Foucault va plus loin que la nécessité matérielle de changer notre mode de vie en même temps que le mode de fonctionnement, le mode de production et de reproduction de la société. Pour nous changer nous-mêmes nous devons changer notre subjectivité, notre façon d’appréhender le monde. La religion le permet. Peut-être aussi la philosophie, mais d’une manière plus élitiste, moins partagée ?
Commentaires
Ceci étant l’insurrection à base religieuse n’est pas une révolution. Elle a un rapport au temps complètement différent. » Loin de vouloir accélérer le cours de l’Histoire, elle veut s’en abstraire définitivement; son objectif n’est pas de changer le monde mais d’en finir avec lui. » écrit Jean Birnbaum.
Donc s’il est vrai que la religion ne peut pas être à l’origine d’une révolution, elle peut en être néanmoins une composante, si elle n’est pas la seule, et dans une approche clarifiée des diverses composantes d’un changement de société. Ni comme un élément utilitaire (point de vue marxiste), ni totalitaire (point de vue islamique) mais autonome.
Dans ce livre, la gauche est réduite à ses composantes les plus classiques, de ce que sont aujourd’hui le parti socialiste et les courants trotskistes. Mais il y a une autre gauche, que l’on a appelée la seconde gauche, dans laquelle de nombreux chrétiens ont milité, tout en étant regardés avec méfiance, c’est vrai, par les autres. Mais il y a des chrétiens dans les mouvements écologiques, même s’ils n’y sont pas en tant que tels à l’exception de petits groupes comme Chrétiens unis pour la Terre, Chrétiens et pic de pétrole, Notre Dame des Landes Bien commun…
Le bouquin de Birnbaum montre bien que si l’on rejette les forces religieuses elles se constituent en communautarismes. Donc à l’inverse, il faudrait les intégrer en tant que telles dans le jeu. Non pas en tant que représentantes de communautés, mais de courants spirituels. De la même façon qu’en Amérique latine il y a eu des alliances, respectant l’identité de chaque groupe, entre des groupes marxistes et des groupes religieux de la théologie de la libération.

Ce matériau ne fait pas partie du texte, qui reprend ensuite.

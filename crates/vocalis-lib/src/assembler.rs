//! Response assembler — query → provider → sanitizer → voice response.
//!
//! ```text
//! handle(None)          → "didn't catch that", session stays open
//! handle(Some(q)) ok    → sanitized reply as PlainText or SSML, session ends
//! handle(Some(q)) error → generic apology, session ends
//! ```
//!
//! Exactly one provider call per query, bounded by a timeout. Nothing is
//! retried and no error escapes `handle`.

use std::sync::Arc;
use std::time::Duration;

use tracing::{debug, error, warn};

use vocalis_core::sanitize::sanitize;
use vocalis_core::ssml::SpeechBuilder;
use vocalis_core::types::{OutputFormat, VoiceResponse};

use crate::config::{DEFAULT_PROVIDER_TIMEOUT, SkillConfig};
use crate::provider::{DEFAULT_MODEL, ProviderError, TextProvider};
use crate::random::{NumberSource, ThreadRandom};

pub const NO_QUERY_TEXT: &str = "I didn't catch that. Can you say it again?";
pub const NO_ANSWER_TEXT: &str = "Sorry, I couldn't find an answer.";
pub const FAILURE_TEXT: &str = "Something went wrong while processing your request.";

pub const LEAD_IN: &str = "Here's what I found:";
pub const SIGN_OFF: &str = "See you again!";
pub const LUCKY_NUMBER_BOUND: u32 = 100;

const PREAMBLE: &str = "You are a helpful Alexa-like voice assistant.\n\
Answer briefly, clearly, and add a light funny tone or a friendly touch.\n\
Keep the answer short, maximum 2-4 lines.";

/// Full prompt sent to the provider for `query`.
pub fn build_prompt(query: &str) -> String {
    format!("{PREAMBLE}\nQuestion: {query}\nAnswer:")
}

/// Turns a spoken query into a [`VoiceResponse`]. Shared across requests
/// behind an `Arc`; holds no per-request state.
pub struct Assembler<P> {
    provider: P,
    numbers: Arc<dyn NumberSource>,
    format: OutputFormat,
    model: String,
    timeout: Duration,
}

impl<P: TextProvider> Assembler<P> {
    pub fn new(provider: P, format: OutputFormat) -> Self {
        Self {
            provider,
            numbers: Arc::new(ThreadRandom),
            format,
            model: DEFAULT_MODEL.to_string(),
            timeout: DEFAULT_PROVIDER_TIMEOUT,
        }
    }

    /// Build from the format, model and timeout in `config`.
    pub fn from_config(provider: P, config: &SkillConfig) -> Self {
        Self::new(provider, config.format)
            .with_model(&config.model)
            .with_timeout(config.provider_timeout)
    }

    pub fn with_model(mut self, model: &str) -> Self {
        self.model = model.to_string();
        self
    }

    pub fn with_timeout(mut self, timeout: Duration) -> Self {
        self.timeout = timeout;
        self
    }

    /// Replace the lucky-number source (seeded in tests).
    pub fn with_numbers(mut self, numbers: Arc<dyn NumberSource>) -> Self {
        self.numbers = numbers;
        self
    }

    pub fn format(&self) -> OutputFormat {
        self.format
    }

    #[cfg(test)]
    pub(crate) fn provider(&self) -> &P {
        &self.provider
    }

    /// Answer one query. Never fails: every error becomes a spoken apology.
    pub async fn handle(&self, query: Option<&str>) -> VoiceResponse {
        let Some(query) = query else {
            debug!("no query in request");
            return VoiceResponse::plain(NO_QUERY_TEXT, false);
        };

        match self.answer(query).await {
            Ok(reply) => self.shape(&reply),
            Err(e) => {
                error!("provider call failed: {e}");
                VoiceResponse::plain(FAILURE_TEXT, true)
            }
        }
    }

    /// Ask the provider and return the speech-safe reply text.
    async fn answer(&self, query: &str) -> Result<String, ProviderError> {
        let prompt = build_prompt(query);
        debug!(
            "assembler: prompting {} ({} chars, format {})",
            self.model,
            prompt.len(),
            self.format
        );

        let resp = tokio::time::timeout(self.timeout, self.provider.generate(&self.model, &prompt))
            .await
            .map_err(|_| ProviderError::Timeout(self.timeout))??;

        let raw = match resp.first_text() {
            Some(text) if !text.is_empty() => text,
            _ => {
                warn!("provider reply had no text; using fallback");
                NO_ANSWER_TEXT
            }
        };

        let reply = sanitize(raw);
        if reply.is_empty() {
            warn!("reply was empty after sanitizing ({} chars raw)", raw.len());
            return Ok(NO_ANSWER_TEXT.to_string());
        }
        Ok(reply)
    }

    fn shape(&self, reply: &str) -> VoiceResponse {
        match self.format {
            OutputFormat::Plain => VoiceResponse::plain(reply, true),
            OutputFormat::Markup => VoiceResponse::markup(self.markup(reply), true),
        }
    }

    fn markup(&self, reply: &str) -> String {
        let lucky = self.numbers.below(LUCKY_NUMBER_BOUND);
        SpeechBuilder::new()
            .say(LEAD_IN)
            .pause(Duration::from_millis(500))
            .say(reply)
            .pause(Duration::from_millis(700))
            .say(&format!("By the way, your lucky number is {lucky}!"))
            .pause(Duration::from_millis(500))
            .say(SIGN_OFF)
            .build()
    }
}

#[cfg(test)]
mod tests {
    use vocalis_core::types::Speech;

    use super::*;
    use crate::provider::GenerateResponse;
    use crate::provider::mock::{Behaviour, MockProvider};
    use crate::random::SeededRandom;

    fn plain(provider: MockProvider) -> Assembler<MockProvider> {
        Assembler::new(provider, OutputFormat::Plain)
    }

    fn markup(provider: MockProvider, seed: u64) -> Assembler<MockProvider> {
        Assembler::new(provider, OutputFormat::Markup).with_numbers(Arc::new(SeededRandom::new(seed)))
    }

    fn document(resp: &VoiceResponse) -> &str {
        match &resp.speech {
            Speech::Markup(doc) => doc,
            other => panic!("expected markup, got {other:?}"),
        }
    }

    #[tokio::test]
    async fn no_query_skips_provider() {
        for format in [OutputFormat::Plain, OutputFormat::Markup] {
            let a = Assembler::new(MockProvider::replying("unused"), format);
            let resp = a.handle(None).await;
            assert_eq!(resp, VoiceResponse::plain(NO_QUERY_TEXT, false));
            assert_eq!(a.provider.calls(), 0);
        }
    }

    #[tokio::test]
    async fn plain_success() {
        let a = plain(MockProvider::replying("Paris"));
        let resp = a.handle(Some("capital of France")).await;
        assert_eq!(resp, VoiceResponse::plain("Paris", true));
        assert_eq!(a.provider.calls(), 1);
    }

    #[tokio::test]
    async fn prompt_carries_preamble_and_query() {
        let a = plain(MockProvider::replying("Paris"));
        a.handle(Some("capital of France")).await;
        let prompt = a.provider.last_prompt().unwrap();
        assert!(prompt.starts_with("You are a helpful Alexa-like voice assistant."));
        assert!(prompt.contains("maximum 2-4 lines"));
        assert!(prompt.ends_with("\nQuestion: capital of France\nAnswer:"));
    }

    #[tokio::test]
    async fn provider_failure_is_generic_apology() {
        for format in [OutputFormat::Plain, OutputFormat::Markup] {
            let a = Assembler::new(MockProvider::new(Behaviour::Fail), format);
            let resp = a.handle(Some("anything")).await;
            assert_eq!(resp, VoiceResponse::plain(FAILURE_TEXT, true));
            assert_eq!(a.provider.calls(), 1);
        }
    }

    #[tokio::test]
    async fn provider_timeout_is_generic_apology() {
        let a = plain(MockProvider::new(Behaviour::Hang)).with_timeout(Duration::from_millis(50));
        let resp = a.handle(Some("anything")).await;
        assert_eq!(resp, VoiceResponse::plain(FAILURE_TEXT, true));
    }

    #[tokio::test]
    async fn structurally_empty_reply_uses_fallback() {
        let a = plain(MockProvider::new(Behaviour::Reply(GenerateResponse::default())));
        let resp = a.handle(Some("anything")).await;
        assert_eq!(resp, VoiceResponse::plain(NO_ANSWER_TEXT, true));
    }

    #[tokio::test]
    async fn empty_text_uses_fallback() {
        let a = plain(MockProvider::replying(""));
        let resp = a.handle(Some("anything")).await;
        assert_eq!(resp, VoiceResponse::plain(NO_ANSWER_TEXT, true));
    }

    #[tokio::test]
    async fn all_emoji_reply_uses_fallback() {
        let a = plain(MockProvider::replying("🎉🎉🎉"));
        let resp = a.handle(Some("party?")).await;
        assert_eq!(resp, VoiceResponse::plain(NO_ANSWER_TEXT, true));
    }

    #[tokio::test]
    async fn reply_is_sanitized() {
        let a = plain(MockProvider::replying("  Great 🎉 job  "));
        let resp = a.handle(Some("how did I do")).await;
        assert_eq!(resp, VoiceResponse::plain("Great  job", true));
    }

    #[tokio::test]
    async fn markup_segments_in_order() {
        let a = markup(MockProvider::replying("Paris"), 7);
        let resp = a.handle(Some("capital of France")).await;
        assert!(resp.end_session);

        let doc = document(&resp);
        assert!(doc.starts_with("<speak>"));
        assert!(doc.ends_with("</speak>"));
        assert_eq!(doc.matches("<speak>").count(), 1);

        let lead = doc.find(LEAD_IN).unwrap();
        let reply = doc.find("Paris").unwrap();
        let lucky = doc.find("your lucky number is ").unwrap();
        let sign_off = doc.find(SIGN_OFF).unwrap();
        assert!(lead < reply && reply < lucky && lucky < sign_off);

        let tail = &doc[lucky + "your lucky number is ".len()..];
        let digits: String = tail.chars().take_while(|c| c.is_ascii_digit()).collect();
        let n: u32 = digits.parse().unwrap();
        assert!(n < LUCKY_NUMBER_BOUND);
    }

    #[tokio::test]
    async fn markup_is_deterministic_with_seed() {
        let expected = SeededRandom::new(99).below(LUCKY_NUMBER_BOUND);
        let a = markup(MockProvider::replying("Paris"), 99);
        let resp = a.handle(Some("capital of France")).await;
        assert_eq!(
            document(&resp),
            format!(
                "<speak>Here's what I found: <break time=\"500ms\"/> Paris \
                 <break time=\"700ms\"/> By the way, your lucky number is {expected}! \
                 <break time=\"500ms\"/> See you again!</speak>"
            )
        );
    }

    #[tokio::test]
    async fn markup_escapes_reply() {
        let a = markup(MockProvider::replying("Salt & pepper <both>"), 1);
        let resp = a.handle(Some("seasoning")).await;
        let doc = document(&resp);
        assert!(doc.contains("Salt &amp; pepper &lt;both&gt;"));
        assert_eq!(doc.matches("<speak>").count(), 1);
    }

    #[tokio::test]
    async fn markup_drops_control_characters() {
        let a = markup(MockProvider::replying("Paris\u{1}\u{b} rocks"), 3);
        let resp = a.handle(Some("capital of France")).await;
        let doc = document(&resp);
        assert!(doc.contains("Paris rocks"));
        assert!(!doc.chars().any(|c| c.is_ascii_control()));
    }

    #[tokio::test]
    async fn from_config_applies_settings() {
        let config = SkillConfig {
            api_key: "k".into(),
            format: OutputFormat::Plain,
            model: "gemini-1.5-pro".into(),
            ..Default::default()
        };
        let a = Assembler::from_config(MockProvider::replying("ok"), &config);
        assert_eq!(a.format(), OutputFormat::Plain);
        assert_eq!(a.model, "gemini-1.5-pro");
        assert_eq!(a.timeout, config.provider_timeout);
    }
}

Il faudrait donc éviter à la fois la tendance communautariste qui identifie une religion et une groupe social, et la tendance confusionnelle qui conduirait à la création de partis portiques mus par une tendance religieuse (islamisme ou démocratie chrétienne). C’est peut-être de la responsabilité des partis politiques d’ouvrir le débat sur ce sujet avec des représentants religieux, et c’est de la responsabilité de ces derniers d’ouvrir le débat avec les politiques.

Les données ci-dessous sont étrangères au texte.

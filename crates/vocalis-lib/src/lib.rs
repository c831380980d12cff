//! vocalis-lib — Skill webhook engine.
//!
//! Gemini client, response assembly, keep-alive task, and HTTP API.
//! Depends on vocalis-core for pure types and text processing.

pub mod assembler;
pub mod config;
pub mod keepalive;
pub mod provider;
pub mod random;
pub mod server;

// Re-export vocalis-core for convenience
pub use vocalis_core;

C’est un peu ce que nous tentons dimanche prochain avec un débat sur la place de la parole des chrétiens dans le débat public (voir ici), et c’est un peu aussi la démarche que nous avons lancée avec l’appel de chrétiens contre Notre Dame des Landes, au nom d’une engagement spirituel, sans nous confondre avec des mouvements partisans.
[1] Karl Marx, Pour une critique de la philosophie du droit de Hegel.
[2] Cette formule fait penser à ce passage de l’encyclique Laudato si : « écouter tant la clameur de la terre que la clameur des pauvres. » LS 49.